• Requirement:
Where in the records does the word "places" appear? Copy each line that holds it.
── Raw data
//! Money helpers and the shop-wide tax/shipping rates.
//!
//! Amounts are plain [`Decimal`]s in the shop currency's standard unit
//! (dollars, not cents). Persisted amounts have two decimal places.

use rust_decimal::{Decimal, RoundingStrategy};
use serde::{Deserialize, Serialize};

/// Number of decimal places stored for every persisted amount.
pub const MONEY_SCALE: u32 = 2;

/// Round an amount to [`MONEY_SCALE`] places, halves away from zero.
#[must_use]
pub fn round_money(amount: Decimal) -> Decimal {
    amount.round_dp_with_strategy(MONEY_SCALE, RoundingStrategy::MidpointAwayFromZero)
}

/// Tax rate and flat shipping fee applied to every order.
///
/// Passed explicitly into the order aggregate computation; serialized as the
/// public `/api/settings` payload.
#[derive(Debug, Clone, Copy, PartialEq, Eq, Serialize, Deserialize)]
pub struct ShopRates {
    /// Fraction of the subtotal charged as tax (`0.10` is 10%).
    pub tax_rate: Decimal,
    /// Shipping fee charged once per order regardless of size.
    pub shipping_flat_rate: Decimal,
}

impl ShopRates {
    /// Default tax rate (10%).
    pub const DEFAULT_TAX_RATE: Decimal = Decimal::from_parts(10, 0, 0, false, 2);
    /// Default flat shipping fee (5.00).
    pub const DEFAULT_SHIPPING_FLAT_RATE: Decimal = Decimal::from_parts(500, 0, 0, false, 2);

    /// Create a new set of rates.
    #[must_use]
    pub const fn new(tax_rate: Decimal, shipping_flat_rate: Decimal) -> Self {
        Self {
            tax_rate,
            shipping_flat_rate,
        }
    }
}

impl Default for ShopRates {
    fn default() -> Self {
        Self::new(Self::DEFAULT_TAX_RATE, Self::DEFAULT_SHIPPING_FLAT_RATE)
    }
}

#[cfg(test)]
mod tests {
    use std::str::FromStr;

    use super::*;

    fn dec(s: &str) -> Decimal {
        Decimal::from_str(s).unwrap_or_default()
    }

    #[test]
    fn test_defaults() {
        let rates = ShopRates::default();
        assert_eq!(rates.tax_rate, dec("0.10"));
        assert_eq!(rates.shipping_flat_rate, dec("5.00"));
    }

    #[test]
    fn test_round_money_half_away_from_zero() {
        assert_eq!(round_money(dec("1.005")), dec("1.01"));
        assert_eq!(round_money(dec("1.004")), dec("1.00"));
        assert_eq!(round_money(dec("-1.005")), dec("-1.01"));
        assert_eq!(round_money(dec("12")), dec("12"));
    }
}
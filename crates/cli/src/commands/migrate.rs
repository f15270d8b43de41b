//! Database migration command.
//!
//! Applies `crates/storefront/migrations/` and creates the `tower-sessions`
//! table the storefront's session layer uses.

use tower_sessions_sqlx_store::PostgresStore;

use super::{ConnectError, connect};

/// Errors that can occur while migrating.
#[derive(Debug, thiserror::Error)]
pub enum MigrationError {
    #[error(transparent)]
    Connect(#[from] ConnectError),

    #[error("Migration error: {0}")]
    Migration(#[from] sqlx::migrate::MigrateError),

    #[error("Session table migration error: {0}")]
    Sessions(#[from] sqlx::Error),
}

/// Run storefront database migrations.
pub async fn run() -> Result<(), MigrationError> {
    let pool = connect().await?;

    tracing::info!("Running storefront migrations...");
    sqlx::migrate!("../storefront/migrations").run(&pool).await?;

    tracing::info!("Creating session table...");
    PostgresStore::new(pool).migrate().await?;

    tracing::info!("Storefront migrations complete!");
    Ok(())
}
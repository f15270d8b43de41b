//! Request body and query extractors that reject with [`AppError`], so every
//! malformed request gets the same JSON error shape as a failed validation.

use axum::extract::rejection::{JsonRejection, PathRejection, QueryRejection};
use axum::extract::{FromRequest, FromRequestParts};
use axum::http::StatusCode;

use crate::error::AppError;

/// `axum::Json` with JSON error bodies.
#[derive(Debug, Clone, Copy, Default, FromRequest)]
#[from_request(via(axum::Json), rejection(AppError))]
pub struct ApiJson<T>(pub T);

/// `axum::extract::Query` with JSON error bodies.
#[derive(Debug, Clone, Copy, Default, FromRequestParts)]
#[from_request(via(axum::extract::Query), rejection(AppError))]
pub struct ApiQuery<T>(pub T);

/// `axum::extract::Path` where an unparsable id is a 404, like an unknown one.
#[derive(Debug, Clone, Copy, Default, FromRequestParts)]
#[from_request(via(axum::extract::Path), rejection(AppError))]
pub struct ApiPath<T>(pub T);

impl From<JsonRejection> for AppError {
    fn from(rejection: JsonRejection) -> Self {
        if rejection.status() == StatusCode::UNPROCESSABLE_ENTITY {
            Self::Unprocessable(rejection.body_text())
        } else {
            Self::BadRequest(rejection.body_text())
        }
    }
}

impl From<PathRejection> for AppError {
    fn from(rejection: PathRejection) -> Self {
        tracing::debug!(error = %rejection.body_text(), "Unparsable path parameter");
        Self::NotFound("Not found".to_string())
    }
}

impl From<QueryRejection> for AppError {
    fn from(rejection: QueryRejection) -> Self {
        Self::BadRequest(rejection.body_text())
    }
}

#[cfg(test)]
#[allow(clippy::unwrap_used)]
mod tests {
    use axum::{Router, body::Body, http::Request, routing::post};
    use serde::Deserialize;
    use tower::ServiceExt;

    use super::*;

    #[derive(Deserialize)]
    struct Payload {
        #[allow(dead_code)]
        name: String,
    }

    async fn handler(ApiJson(_): ApiJson<Payload>) -> &'static str {
        "ok"
    }

    async fn send(body: &'static str) -> StatusCode {
        let app = Router::new().route("/", post(handler));
        app.oneshot(
            Request::post("/")
                .header("content-type", "application/json")
                .body(Body::from(body))
                .unwrap(),
        )
        .await
        .unwrap()
        .status()
    }

    #[tokio::test]
    async fn test_missing_field_is_unprocessable() {
        assert_eq!(send("{}").await, StatusCode::UNPROCESSABLE_ENTITY);
    }

    #[tokio::test]
    async fn test_syntax_error_is_bad_request() {
        assert_eq!(send("{").await, StatusCode::BAD_REQUEST);
    }

    #[tokio::test]
    async fn test_valid_body() {
        assert_eq!(send(r#"{"name":"x"}"#).await, StatusCode::OK);
    }
}
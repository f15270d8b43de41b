//! Page-number pagination shared by every list endpoint.

use serde::{Deserialize, Serialize};

/// Default page size.
pub const DEFAULT_PER_PAGE: u32 = 10;
/// Largest page size a client may ask for.
pub const MAX_PER_PAGE: u32 = 100;

/// `?page=&per_page=` query parameters.
///
/// Both are optional; out-of-range values are clamped rather than rejected.
#[derive(Debug, Clone, Copy, Default, PartialEq, Eq, Hash, Deserialize)]
pub struct PageParams {
    pub page: Option<u32>,
    pub per_page: Option<u32>,
}

impl PageParams {
    #[must_use]
    pub const fn new(page: u32, per_page: u32) -> Self {
        Self {
            page: Some(page),
            per_page: Some(per_page),
        }
    }

    /// 1-based page number, at least 1.
    #[must_use]
    pub fn page(&self) -> u32 {
        self.page.unwrap_or(1).max(1)
    }

    /// Page size clamped to `1..=MAX_PER_PAGE`.
    #[must_use]
    pub fn per_page(&self) -> u32 {
        self.per_page
            .unwrap_or(DEFAULT_PER_PAGE)
            .clamp(1, MAX_PER_PAGE)
    }

    /// `LIMIT` for the page query.
    #[must_use]
    pub fn limit(&self) -> i64 {
        i64::from(self.per_page())
    }

    /// `OFFSET` for the page query.
    #[must_use]
    pub fn offset(&self) -> i64 {
        i64::from(self.page() - 1) * self.limit()
    }
}

/// One page of results plus the counters clients use to navigate.
#[derive(Debug, Clone, PartialEq, Eq, Serialize, Deserialize)]
pub struct Page<T> {
    pub data: Vec<T>,
    pub current_page: u32,
    pub per_page: u32,
    pub total: u64,
    pub last_page: u32,
}

impl<T> Page<T> {
    /// Wrap a fetched slice. `total` is the row count across all pages.
    #[must_use]
    pub fn new(data: Vec<T>, params: PageParams, total: u64) -> Self {
        let per_page = params.per_page();
        let last_page = u32::try_from(total.div_ceil(u64::from(per_page)))
            .unwrap_or(u32::MAX)
            .max(1);

        Self {
            data,
            current_page: params.page(),
            per_page,
            total,
            last_page,
        }
    }

    /// Transform the items, keeping the counters.
    pub fn map<U>(self, f: impl FnMut(T) -> U) -> Page<U> {
        Page {
            data: self.data.into_iter().map(f).collect(),
            current_page: self.current_page,
            per_page: self.per_page,
            total: self.total,
            last_page: self.last_page,
        }
    }
}
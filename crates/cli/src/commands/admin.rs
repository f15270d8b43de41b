//! Admin user management commands.
//!
//! # Environment Variables
//!
//! - `STOREFRONT_DATABASE_URL` - `PostgreSQL` connection string

use cornershop_core::{UserId, UserRole};
use cornershop_storefront::services::auth::{AuthError, AuthService};
use thiserror::Error;

use super::{ConnectError, connect};

/// Errors that can occur during admin operations.
#[derive(Debug, Error)]
pub enum AdminError {
    #[error(transparent)]
    Connect(#[from] ConnectError),

    /// User already exists.
    #[error("A user already exists with email: {0}. Use `admin promote` instead.")]
    UserExists(String),

    /// No account to promote.
    #[error("No user with email: {0}")]
    UserNotFound(String),

    #[error(transparent)]
    Auth(#[from] AuthError),
}

/// Create a new admin user.
///
/// # Returns
///
/// The ID of the created admin user.
pub async fn create_user(email: &str, name: &str, password: &str) -> Result<UserId, AdminError> {
    let pool = connect().await?;

    tracing::info!("Creating admin user: {}", email);
    let user = AuthService::new(&pool)
        .create_user(name, email, password, UserRole::Admin)
        .await
        .map_err(|e| match e {
            AuthError::UserAlreadyExists => AdminError::UserExists(email.to_owned()),
            other => AdminError::Auth(other),
        })?;

    tracing::info!(
        "Admin user created successfully! ID: {}, Email: {}",
        user.id,
        user.email
    );
    Ok(user.id)
}

/// Grant admin rights to an existing account.
pub async fn promote(email: &str) -> Result<(), AdminError> {
    let pool = connect().await?;

    let user = AuthService::new(&pool)
        .set_role(email, UserRole::Admin)
        .await
        .map_err(|e| match e {
            AuthError::UserNotFound => AdminError::UserNotFound(email.to_owned()),
            other => AdminError::Auth(other),
        })?;

    tracing::info!("{} ({}) is now an admin", user.email, user.id);
    Ok(())
}
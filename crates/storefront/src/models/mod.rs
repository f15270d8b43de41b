//! Domain models for the storefront.
//!
//! These are the validated types handlers and services work with. Database row
//! structs live next to their queries in [`crate::db`] and convert into these.

pub mod catalog;
pub mod order;
pub mod session;
pub mod user;

pub use catalog::{
    Category, CategoryInput, Product, ProductInput, ProductPatch, ProductUpdate, ValidProduct,
};
pub use order::{AdminOrder, NewOrder, Order, OrderCustomer, OrderLine, OrderWithLines};
pub use session::{CurrentUser, keys as session_keys};
pub use user::User;
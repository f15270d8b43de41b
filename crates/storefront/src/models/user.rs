//! User domain types.

use chrono::{DateTime, Utc};
use serde::Serialize;

use cornershop_core::{Email, UserId, UserRole};

/// A storefront account.
///
/// The password hash never leaves the repository layer.
#[derive(Debug, Clone, PartialEq, Eq, Serialize)]
pub struct User {
    pub id: UserId,
    pub name: String,
    pub email: Email,
    pub role: UserRole,
    pub created_at: DateTime<Utc>,
    pub updated_at: DateTime<Utc>,
}
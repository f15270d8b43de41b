//! Integration tests for order placement and cancellation.
//!
//! These tests require:
//! - A migrated and seeded `PostgreSQL` database (`shop-cli migrate && shop-cli seed`)
//! - The storefront server running (`cargo run -p cornershop-storefront`)

use cornershop_integration_tests::{TestClient, create_product, json_body, stock_of};
use reqwest::StatusCode;
use serde_json::json;

// ============================================================================
// Placement
// ============================================================================

#[tokio::test]
#[ignore = "Requires running storefront server and database"]
async fn test_place_order_decrements_stock_and_computes_totals() {
    let admin = TestClient::admin().await;
    let product = create_product(&admin, "50.00", 10).await;
    let customer = TestClient::customer().await;

    let response = customer
        .post(
            "/api/orders",
            &json!({ "products": [{ "id": product, "quantity": 2 }] }),
        )
        .await;
    assert_eq!(response.status(), StatusCode::CREATED);

    let body = json_body(response).await;
    assert_eq!(body["message"], "Order placed successfully");
    let order = &body["order"];
    assert_eq!(order["status"], "pending");
    assert_eq!(order["subtotal"], "100.00");
    assert_eq!(order["items"][0]["quantity"], 2);
    assert_eq!(order["items"][0]["unit_price"], "50.00");

    let subtotal: f64 = order["subtotal"].as_str().unwrap_or("0").parse().unwrap_or(0.0);
    let tax: f64 = order["tax"].as_str().unwrap_or("0").parse().unwrap_or(0.0);
    let shipping: f64 = order["shipping"].as_str().unwrap_or("0").parse().unwrap_or(0.0);
    let total: f64 = order["total"].as_str().unwrap_or("0").parse().unwrap_or(0.0);
    assert!((subtotal + tax + shipping - total).abs() < 0.001);

    assert_eq!(stock_of(&customer, product).await, 8);
}

#[tokio::test]
#[ignore = "Requires running storefront server and database"]
async fn test_short_line_rejects_whole_order() {
    let admin = TestClient::admin().await;
    let plenty = create_product(&admin, "10.00", 10).await;
    let scarce = create_product(&admin, "20.00", 1).await;
    let customer = TestClient::customer().await;

    let response = customer
        .post(
            "/api/orders",
            &json!({ "products": [
                { "id": plenty, "quantity": 3 },
                { "id": scarce, "quantity": 2 },
            ] }),
        )
        .await;
    assert_eq!(response.status(), StatusCode::UNPROCESSABLE_ENTITY);

    let body = json_body(response).await;
    let message = body["errors"]["products"][0].as_str().unwrap_or_default();
    assert!(message.contains("Available: 1"), "unexpected message: {message}");

    assert_eq!(stock_of(&customer, plenty).await, 10);
    assert_eq!(stock_of(&customer, scarce).await, 1);
}

#[tokio::test]
#[ignore = "Requires running storefront server and database"]
async fn test_empty_order_is_rejected() {
    let customer = TestClient::customer().await;
    let response = customer.post("/api/orders", &json!({ "products": [] })).await;
    assert_eq!(response.status(), StatusCode::UNPROCESSABLE_ENTITY);
}

#[tokio::test]
#[ignore = "Requires running storefront server and database"]
async fn test_orders_require_login() {
    let anonymous = TestClient::anonymous();
    let response = anonymous.get("/api/orders").await;
    assert_eq!(response.status(), StatusCode::UNAUTHORIZED);
}

// ============================================================================
// Cancellation and ownership
// ============================================================================

#[tokio::test]
#[ignore = "Requires running storefront server and database"]
async fn test_cancel_restores_stock_once() {
    let admin = TestClient::admin().await;
    let product = create_product(&admin, "15.00", 5).await;
    let customer = TestClient::customer().await;

    let placed = json_body(
        customer
            .post(
                "/api/orders",
                &json!({ "products": [{ "id": product, "quantity": 4 }] }),
            )
            .await,
    )
    .await;
    let order_id = placed["order"]["id"].as_i64().unwrap_or_default();
    assert_eq!(stock_of(&customer, product).await, 1);

    let response = customer.delete(&format!("/api/orders/{order_id}")).await;
    assert_eq!(response.status(), StatusCode::OK);
    let body = json_body(response).await;
    assert_eq!(body["message"], "Order cancelled successfully");
    assert_eq!(body["order"]["status"], "cancelled");
    assert_eq!(stock_of(&customer, product).await, 5);

    // A second cancellation is refused and does not restore again.
    let response = customer
        .patch(
            &format!("/api/orders/{order_id}"),
            &json!({ "status": "cancelled" }),
        )
        .await;
    assert_eq!(response.status(), StatusCode::BAD_REQUEST);
    assert_eq!(stock_of(&customer, product).await, 5);
}

#[tokio::test]
#[ignore = "Requires running storefront server and database"]
async fn test_other_customers_order_is_forbidden() {
    let admin = TestClient::admin().await;
    let product = create_product(&admin, "12.00", 5).await;
    let owner = TestClient::customer().await;
    let stranger = TestClient::customer().await;

    let placed = json_body(
        owner
            .post(
                "/api/orders",
                &json!({ "products": [{ "id": product, "quantity": 1 }] }),
            )
            .await,
    )
    .await;
    let order_id = placed["order"]["id"].as_i64().unwrap_or_default();

    let response = stranger.get(&format!("/api/orders/{order_id}")).await;
    assert_eq!(response.status(), StatusCode::FORBIDDEN);

    let response = stranger.delete(&format!("/api/orders/{order_id}")).await;
    assert_eq!(response.status(), StatusCode::FORBIDDEN);
    assert_eq!(stock_of(&owner, product).await, 4);
}

#[tokio::test]
#[ignore = "Requires running storefront server and database"]
async fn test_customer_cannot_complete_own_order() {
    let admin = TestClient::admin().await;
    let product = create_product(&admin, "9.00", 3).await;
    let customer = TestClient::customer().await;

    let placed = json_body(
        customer
            .post(
                "/api/orders",
                &json!({ "products": [{ "id": product, "quantity": 1 }] }),
            )
            .await,
    )
    .await;
    let order_id = placed["order"]["id"].as_i64().unwrap_or_default();

    let response = customer
        .patch(
            &format!("/api/orders/{order_id}"),
            &json!({ "status": "completed" }),
        )
        .await;
    assert_eq!(response.status(), StatusCode::UNPROCESSABLE_ENTITY);
}

#[tokio::test]
#[ignore = "Requires running storefront server and database"]
async fn test_order_history_is_newest_first() {
    let admin = TestClient::admin().await;
    let product = create_product(&admin, "5.00", 10).await;
    let customer = TestClient::customer().await;

    for _ in 0..2 {
        let response = customer
            .post(
                "/api/orders",
                &json!({ "products": [{ "id": product, "quantity": 1 }] }),
            )
            .await;
        assert_eq!(response.status(), StatusCode::CREATED);
    }

    let page = json_body(customer.get("/api/orders").await).await;
    assert_eq!(page["total"], 2);
    assert_eq!(page["current_page"], 1);
    let first = page["data"][0]["id"].as_i64().unwrap_or_default();
    let second = page["data"][1]["id"].as_i64().unwrap_or_default();
    assert!(first > second);
}
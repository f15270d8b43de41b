//! Email service for order notifications.
//!
//! Uses SMTP via lettre for delivery with Askama HTML and text templates.

use askama::Template;
use lettre::{
    AsyncSmtpTransport, AsyncTransport, Message, Tokio1Executor,
    message::{MultiPart, SinglePart, header::ContentType},
    transport::smtp::{Error as SmtpError, authentication::Credentials},
};
use secrecy::ExposeSecret;
use thiserror::Error;

use crate::config::SmtpConfig;
use crate::models::OrderWithLines;

/// HTML body of the "new order placed" email.
#[derive(Template)]
#[template(path = "email/order_placed.html")]
struct OrderPlacedHtml<'a> {
    order: &'a OrderWithLines,
    customer_name: &'a str,
    placed_at: String,
}

/// Plain text body of the "new order placed" email.
#[derive(Template)]
#[template(path = "email/order_placed.txt")]
struct OrderPlacedText<'a> {
    order: &'a OrderWithLines,
    customer_name: &'a str,
    placed_at: String,
}

/// Errors that can occur when sending email.
#[derive(Debug, Error)]
pub enum EmailError {
    /// SMTP transport error.
    #[error("SMTP error: {0}")]
    Smtp(#[from] SmtpError),

    /// Failed to build email message.
    #[error("Failed to build message: {0}")]
    MessageBuild(#[from] lettre::error::Error),

    /// Invalid email address.
    #[error("Invalid email address: {0}")]
    InvalidAddress(String),

    /// Template rendering error.
    #[error("Template error: {0}")]
    Template(#[from] askama::Error),
}

/// Rendered order notification, ready to send to any recipient.
#[derive(Debug, Clone, PartialEq, Eq)]
pub struct OrderPlacedEmail {
    pub subject: String,
    pub text: String,
    pub html: String,
}

impl OrderPlacedEmail {
    /// Render the notification for `order`.
    ///
    /// # Errors
    ///
    /// Returns `EmailError::Template` if a template fails to render.
    pub fn render(order: &OrderWithLines, customer_name: &str) -> Result<Self, EmailError> {
        let placed_at = order
            .order
            .created_at
            .format("%Y-%m-%d %H:%M UTC")
            .to_string();

        let html = OrderPlacedHtml {
            order,
            customer_name,
            placed_at: placed_at.clone(),
        }
        .render()?;
        let text = OrderPlacedText {
            order,
            customer_name,
            placed_at,
        }
        .render()?;

        Ok(Self {
            subject: format!("New Order Placed: #{}", order.order.id),
            text,
            html,
        })
    }
}

/// Email service for sending transactional emails.
#[derive(Clone)]
pub struct EmailService {
    mailer: AsyncSmtpTransport<Tokio1Executor>,
    from_address: String,
}

impl EmailService {
    /// Create a new email service from configuration.
    ///
    /// # Errors
    ///
    /// Returns error if the SMTP relay cannot be configured.
    pub fn new(config: &SmtpConfig) -> Result<Self, SmtpError> {
        let credentials = Credentials::new(
            config.username.clone(),
            config.password.expose_secret().to_string(),
        );

        let mailer = AsyncSmtpTransport::<Tokio1Executor>::starttls_relay(&config.host)?
            .port(config.port)
            .credentials(credentials)
            .build();

        Ok(Self {
            mailer,
            from_address: config.from_address.clone(),
        })
    }

    /// Send a rendered order notification to `to`.
    ///
    /// # Errors
    ///
    /// Returns error if the address is invalid or delivery fails.
    pub async fn send_order_placed(
        &self,
        to: &str,
        email: &OrderPlacedEmail,
    ) -> Result<(), EmailError> {
        self.send_multipart_email(to, &email.subject, &email.text, &email.html)
            .await
    }

    /// Send a multipart email with both plain text and HTML versions.
    async fn send_multipart_email(
        &self,
        to: &str,
        subject: &str,
        text_body: &str,
        html_body: &str,
    ) -> Result<(), EmailError> {
        let email = Message::builder()
            .from(
                self.from_address
                    .parse()
                    .map_err(|_| EmailError::InvalidAddress(self.from_address.clone()))?,
            )
            .to(to
                .parse()
                .map_err(|_| EmailError::InvalidAddress(to.to_string()))?)
            .subject(subject)
            .multipart(
                MultiPart::alternative()
                    .singlepart(
                        SinglePart::builder()
                            .header(ContentType::TEXT_PLAIN)
                            .body(text_body.to_string()),
                    )
                    .singlepart(
                        SinglePart::builder()
                            .header(ContentType::TEXT_HTML)
                            .body(html_body.to_string()),
                    ),
            )?;

        self.mailer.send(email).await?;

        tracing::info!(to = %to, subject = %subject, "Email sent successfully");
        Ok(())
    }
}

#[cfg(test)]
#[allow(clippy::unwrap_used)]
mod tests {
    use chrono::{TimeZone, Utc};
    use cornershop_core::{OrderId, OrderStatus, ProductId, UserId};

    use super::*;
    use crate::models::{Order, OrderLine};

    fn sample_order() -> OrderWithLines {
        let placed = Utc.with_ymd_and_hms(2026, 3, 14, 9, 30, 0).unwrap();
        OrderWithLines {
            order: Order {
                id: OrderId::new(42),
                user_id: UserId::new(7),
                subtotal: "100.00".parse().unwrap(),
                tax: "10.00".parse().unwrap(),
                shipping: "5.00".parse().unwrap(),
                total: "115.00".parse().unwrap(),
                status: OrderStatus::Pending,
                created_at: placed,
                updated_at: placed,
            },
            items: vec![OrderLine {
                product_id: ProductId::new(3),
                name: "Classic Navy Hoodie".to_string(),
                quantity: 2,
                unit_price: "50.00".parse().unwrap(),
            }],
        }
    }

    #[test]
    fn test_render_order_placed() {
        let email = OrderPlacedEmail::render(&sample_order(), "Test User").unwrap();

        assert_eq!(email.subject, "New Order Placed: #42");
        assert!(email.text.contains("Order #42"));
        assert!(email.text.contains("2026-03-14 09:30 UTC"));
        assert!(email.text.contains("Classic Navy Hoodie"));
        assert!(email.text.contains("115.00"));
        assert!(email.html.contains("<td>Classic Navy Hoodie</td>"));
        assert!(email.html.contains("100.00"));
    }

    #[test]
    fn test_html_escapes_product_names() {
        let mut order = sample_order();
        order.items[0].name = "<b>Tote</b>".to_string();

        let email = OrderPlacedEmail::render(&order, "Test User").unwrap();
        assert!(!email.html.contains("<b>Tote</b>"));
    }
}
────
• Exercise answer:
//! (dollars, not cents). Persisted amounts have two decimal places.
/// Number of decimal places stored for every persisted amount.
/// Round an amount to [`MONEY_SCALE`] places, halves away from zero.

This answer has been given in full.